Afrique
Delta de l'Okavango
"Le seul endroit où je me suis senti intrus de la plus belle façon qui soit."
La première chose qu’on remarque, c’est le silence. Pas l’absence de son — l’Okavango n’est jamais vraiment silencieux — mais l’absence de bruit de moteur, de notifications, du bourdonnement basse fréquence qu’on trimballe partout sans le savoir. Ça faisait deux heures qu’on glissait dans un mokoro à travers des canaux de papyrus, assis à quelques centimètres à peine de la surface de l’eau, quand j’ai réalisé que je n’avais pas pensé à mon téléphone une seule fois. Les parois de papyrus montaient de chaque côté, l’eau avait la couleur d’un thé noir aux tanins, et un martin-pêcheur malachite était posé sur un jonc à moins de deux mètres, comme si nous faisions partie du décor.
L’Okavango arrive d’Angola chaque année sans drame ni annonce. Il inonde le désert du Kalahari — un delta intérieur qui couvre 15 000 kilomètres carrés à son maximum — puis disparaît entièrement dans un sable assoiffé. Rien dans tout ça n’a de sens scientifique avant d’en être au milieu, à regarder un éléphant patauger jusqu’au poitrail dans une lagune de la réserve de Moremi, l’eau ruisselant sur son dos, la trompe levée comme un tuba. Chief’s Island attire les grands prédateurs — lions, léopards, lycaons — parce qu’elle reste à sec. Le delta extérieur monte et descend au rythme des pluies sur les plateaux angolais, à un millier de kilomètres au nord. On est un invité dans un système qui n’a jamais été conçu pour des visiteurs.

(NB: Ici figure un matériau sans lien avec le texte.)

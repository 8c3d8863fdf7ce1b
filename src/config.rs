//! Runner configuration
//!
//! Everything that used to be a process-wide constant (interpreter location,
//! suite suffix, repeat bound) lives in one [`RunnerConfig`] value handed to
//! the runner, so several configurations can coexist in one process.

use std::env;
use std::ffi::OsString;
use std::path::{Path, PathBuf};
use std::time::Duration;

use thiserror::Error;

/// Environment variable naming the interpreter executable.
pub const INTERPRETER_ENV: &str = "PLANE_INTERPRETER";
pub const DEFAULT_TEST_DIR: &str = "tests";
pub const DEFAULT_SUITE_SUFFIX: &str = ".test";
pub const DEFAULT_SOURCE_EXTENSION: &str = "pln";
pub const DEFAULT_REPEAT_LIMIT: usize = 1000;

/// Executable names tried when no interpreter is given explicitly.
const INTERPRETER_NAMES: [&str; 2] = ["plane", "plane.exe"];
/// How many parent directories above a search root are searched.
const SEARCH_DEPTH: usize = 2;

#[derive(Debug, Error)]
pub enum ConfigError {
    #[error("interpreter not found (pass --interpreter or set {}); searched: {}", INTERPRETER_ENV, .searched.join(", "))]
    InterpreterNotFound { searched: Vec<String> },

    #[error("interpreter `{}` does not exist", .0.display())]
    MissingInterpreter(PathBuf),
}

#[derive(Debug, Clone)]
pub struct RunnerConfig {
    /// Interpreter executable
    pub interpreter: PathBuf,
    /// Extra arguments passed after the generated source file
    pub interpreter_args: Vec<String>,
    /// File name suffix identifying suite files
    pub suite_suffix: String,
    /// Extension of the generated source file
    pub source_extension: String,
    /// Per-run limit; `None` waits forever
    pub timeout: Option<Duration>,
    /// Upper bound on executions of a `repeat` test
    pub repeat_limit: usize,
    /// Worker threads executing the tests of one suite file
    pub jobs: usize,
}

impl Default for RunnerConfig {
    fn default() -> Self {
        Self {
            interpreter: PathBuf::from(INTERPRETER_NAMES[0]),
            interpreter_args: Vec::new(),
            suite_suffix: DEFAULT_SUITE_SUFFIX.to_string(),
            source_extension: DEFAULT_SOURCE_EXTENSION.to_string(),
            timeout: None,
            repeat_limit: DEFAULT_REPEAT_LIMIT,
            jobs: 1,
        }
    }
}

impl RunnerConfig {
    pub fn new(interpreter: impl Into<PathBuf>) -> Self {
        Self {
            interpreter: interpreter.into(),
            ..Self::default()
        }
    }

    pub fn with_interpreter_args<I, S>(mut self, args: I) -> Self
    where
        I: IntoIterator<Item = S>,
        S: Into<String>,
    {
        self.interpreter_args = args.into_iter().map(Into::into).collect();
        self
    }

    pub fn with_suite_suffix(mut self, suffix: impl Into<String>) -> Self {
        self.suite_suffix = suffix.into();
        self
    }

    pub fn with_source_extension(mut self, extension: impl Into<String>) -> Self {
        self.source_extension = extension.into();
        self
    }

    pub fn with_timeout(mut self, timeout: Option<Duration>) -> Self {
        self.timeout = timeout;
        self
    }

    /// Set the repeat bound (at least 1).
    pub fn with_repeat_limit(mut self, limit: usize) -> Self {
        self.repeat_limit = limit.max(1);
        self
    }

    /// Set the worker count (at least 1).
    pub fn with_jobs(mut self, jobs: usize) -> Self {
        self.jobs = jobs.max(1);
        self
    }
}

/// Find the interpreter executable.
///
/// Order: `explicit`, then `$PLANE_INTERPRETER`, then `plane`/`plane.exe` in
/// the current directory, its ancestors, and next to this executable.
pub fn locate_interpreter(explicit: Option<&Path>) -> Result<PathBuf, ConfigError> {
    let mut roots = Vec::new();
    if let Ok(cwd) = env::current_dir() {
        roots.push(cwd);
    }
    if let Some(exe_dir) = env::current_exe().ok().and_then(|p| p.parent().map(Path::to_path_buf)) {
        roots.push(exe_dir);
    }
    locate_interpreter_in(explicit, env::var_os(INTERPRETER_ENV), &roots)
}

/// [`locate_interpreter`] with the environment supplied by the caller.
pub fn locate_interpreter_in(
    explicit: Option<&Path>,
    env_value: Option<OsString>,
    roots: &[PathBuf],
) -> Result<PathBuf, ConfigError> {
    if let Some(path) = explicit {
        return existing(path.to_path_buf());
    }
    if let Some(value) = env_value.filter(|v| !v.is_empty()) {
        return existing(PathBuf::from(value));
    }

    let mut searched = Vec::new();
    for root in roots {
        for dir in root.ancestors().take(SEARCH_DEPTH + 1) {
            for name in INTERPRETER_NAMES {
                let candidate = dir.join(name);
                if candidate.is_file() {
                    tracing::debug!(interpreter = %candidate.display(), "located interpreter");
                    return Ok(candidate);
                }
                searched.push(candidate.display().to_string());
            }
        }
    }
    Err(ConfigError::InterpreterNotFound { searched })
}

fn existing(path: PathBuf) -> Result<PathBuf, ConfigError> {
    // Bare names are resolved through PATH at spawn time.
    if path.components().count() == 1 || path.is_file() {
        Ok(path)
    } else {
        Err(ConfigError::MissingInterpreter(path))
    }
}
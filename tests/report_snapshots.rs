//! Snapshot tests for console report output

use std::path::Path;
use std::time::Duration;

use plane_tester::compare::{Verdict, compare};
use plane_tester::runner::{ConsoleReporter, FailureCause, RunResult, RunStatus, TestReporter};
use plane_tester::suite::parse_suite;

fn render(f: impl FnOnce(&mut ConsoleReporter<Vec<u8>>)) -> String {
    let mut reporter = ConsoleReporter::with_writer(Vec::new(), false, false);
    f(&mut reporter);
    String::from_utf8(reporter.into_inner()).unwrap()
}

#[test]
fn mismatch_report() {
    let Verdict::Fail(mismatch) = compare("1\n3\nextra", "1\n2\n") else {
        panic!("outputs should differ");
    };
    let result = RunResult {
        name: "addition".to_string(),
        status: RunStatus::Failure {
            iteration: 1,
            cause: FailureCause::Mismatch {
                actual: "1\n3\nextra".to_string(),
                mismatch,
            },
        },
        repeated: false,
        duration: Duration::ZERO,
    };

    let out = render(|r| r.on_test_complete(&result));
    insta::assert_snapshot!(out, @r"
Test addition                              FAILURE
      line | expected        | actual
         1 | 1               | 1
    >    2 | 2               | 3
    >    3 | <no more lines> | extra (no newline)
");
}

#[test]
fn parse_error_report() {
    let source = "test fine\n\tprint(1)\nexpect\n\t1\nend\ntest broken\nprint(2)\nexpect\nend\n";
    let error = parse_suite(source, Path::new("broken.test")).unwrap_err();

    let out = render(|r| r.on_parse_error(Path::new("broken.test"), &error));
    insta::assert_snapshot!(out, @r"
FAILURE: broken.test:7: in test `broken`: malformed indentation
    | print(2)
    help: indent content lines with one tab or four spaces; blank lines may be empty
");
}

#[test]
fn suite_with_skipped_and_passing_tests() {
    let out = render(|r| {
        r.on_suite_start(Path::new("tests/basics.test"));
        r.on_test_complete(&RunResult {
            name: "addition".to_string(),
            status: RunStatus::Success { iterations: 1 },
            repeated: false,
            duration: Duration::ZERO,
        });
        r.on_test_complete(&RunResult {
            name: "closures".to_string(),
            status: RunStatus::Skipped,
            repeated: false,
            duration: Duration::ZERO,
        });
    });
    insta::assert_snapshot!(out, @r"
Running tests in basics.test

Test addition                              SUCCESS
Test closures                              SKIPPED
");
}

Maun est la porte d’entrée et ne prétend pas être glamour. L’aéroport est le chaos, la rue principale est poussière et quads, et les groupes de l’heure du sundowner à l’Audi Camp mêlent à parts égales baroudeurs en 4x4 et néophytes du safari avec un équipement flambant neuf. Peu importe. On est là pour ce qu’il y a au-delà. Les sorties en mokoro les moins chères partent de la zone du fleuve Boro, avec des guides communautaires qui connaissent chaque canal depuis l’enfance. Les grands camps — Mombo, Jao, Little Vumbura — proposent la version théâtrale : dîners aux lanternes, passerelles surélevées, safaris en véhicules ouverts. Les deux fonctionnent. L’Okavango ne garde pas le meilleur pour ceux qui paient le plus.
Quand y aller : De juin à septembre pour la crue maximale (eaux les plus hautes en juillet-août) et les concentrations de faune en saison sèche. Les animaux se regroupent autour des points d’eau permanents à mesure que les terres environnantes s’assèchent, ce qui rend les observations exceptionnelles. Avril et mai voient arriver la crue avec une végétation luxuriante mais une eau plus trouble. Évitez novembre à mars si vous souhaitez accéder au delta en mokoro — les canaux peuvent être trop peu profonds ou dangereusement hauts selon les années.
Ce que la plupart des guides ratent : Ils traitent l’Okavango comme un territoire exclusivement luxe, ce qui décourage la plupart des voyageurs avant même qu’ils regardent la carte. Les campements communautaires sur les franges sud — Oddballs, Island Safari Lodge, les trusts communautaires près de Seronga — offrent une immersion authentique dans le delta à des tarifs de routard. La faune ne s’amenuise pas quand on quitte les camps haut de gamme. Ce qui s’amenuise, c’est le nombre de fils de vos draps.